By Jonte Boysen & Torben Schreiter

Direct Air Capture (DAC) has been a prominent topic in mainstream media for over two years now and has often been portrayed through a fairly narrow lens focusing mainly on two specific technologies: Climeworks’ solid sorbent and Carbon Engineering’s liquid solvent systems. This narrow focus, however, overlooks the broader, dynamic landscape of over 80 companies innovating in this field. This article aims to dispel some common, oftentimes overly pessimistic, misconceptions about DAC and its potential. We aim to offer a more optimistic yet grounded and comprehensive view on the topic and — hopefully — inspire new angles for looking at DAC.

Apart from the abovementioned misconception that DAC systems are actually only being developed by two companies, common criticisms can be segmented into two camps:

A) Critics who categorically oppose Carbon Capture, Utilisation and Storage (CCUS), of which DAC is a part, overlooking the state-of-the-art climate change mitigation research in the most recent IPCC report, who often cite a higher (short-term) carbon impact of using the electricity needed by DAC to instead contribute green electrons to decarbonising the grid. A secondary argument focuses on current high DAC tonnage prices, which allegedly delegitimize DAC as a viable solution indefinitely. We will not spend much effort responding to these criticisms as they ignore basic cost curves and developments in grid intensities.

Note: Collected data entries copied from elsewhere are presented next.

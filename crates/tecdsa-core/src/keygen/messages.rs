//! DKG message types

use serde::{Deserialize, Serialize};
use std::collections::BTreeMap;

use crate::channel::SealedShare;
use crate::{CeremonyId, ParticipantId, Point, ShareIndex, TargetId};

/// Public description of a DKG ceremony
#[derive(Debug, Clone, PartialEq, Eq, Serialize, Deserialize)]
pub struct CeremonyInfo {
    /// Ceremony ID
    pub ceremony_id: CeremonyId,
    /// Target identity the key is generated for
    pub target: TargetId,
    /// Threshold t
    pub threshold: usize,
    /// Participants and their 1-based share indices
    pub participants: BTreeMap<ParticipantId, ShareIndex>,
}

impl CeremonyInfo {
    /// Share index of `participant_id`
    pub fn index_of(&self, participant_id: &str) -> Option<ShareIndex> {
        self.participants.get(participant_id).copied()
    }
}

/// A participant's DKG submission: Feldman commitments plus one sealed share per participant
#[derive(Debug, Clone, PartialEq, Eq, Serialize, Deserialize)]
pub struct DkgSubmission {
    /// `coefficient[i]·G` for i in 0..t
    pub commitments: Vec<Point>,
    /// Recipient → share sealed to the recipient's channel key
    pub shares: BTreeMap<ParticipantId, SealedShare>,
}

/// What one sender contributed to one recipient
#[derive(Debug, Clone, PartialEq, Eq, Serialize, Deserialize)]
pub struct DkgContribution {
    /// Sender's commitments
    pub commitments: Vec<Point>,
    /// Share addressed to the recipient
    pub share: SealedShare,
}

/// Everything a recipient needs to finish DKG
#[derive(Debug, Clone, PartialEq, Eq, Serialize, Deserialize)]
pub struct DkgBundle {
    /// Ceremony description
    pub info: CeremonyInfo,
    /// Recipient the bundle was assembled for
    pub recipient: ParticipantId,
    /// Sender → contribution
    pub contributions: BTreeMap<ParticipantId, DkgContribution>,
}

/// Recipient's confirmation that every share it received verified
#[derive(Debug, Clone, PartialEq, Eq, Serialize, Deserialize)]
pub struct KeyShareConfirmation {
    /// `x_i·G`
    pub public_share: Point,
    /// Group key as derived by the recipient
    pub group_public_key: Point,
}

/// Recipient's report that a sender's share failed verification
#[derive(Debug, Clone, PartialEq, Eq, Serialize, Deserialize)]
pub struct DkgFailureReport {
    /// Sender whose share was rejected
    pub accused: ParticipantId,
    /// Human-readable reason
    pub reason: String,
}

B) Critics who consider CCUS as a viable piece to the decarbonization puzzle, but do not believe that any DAC system will ever reach the now-famous $100/tCO2 long-term cost target. They conclude that DAC is therefore merely a distraction in the fight against climate change. But how did $100/tCO2 become such a magic number amongst insiders? What other DAC technologies are out there? And can these novel approaches reach the elusive $100/tCO2 goal, if we even have to reach it?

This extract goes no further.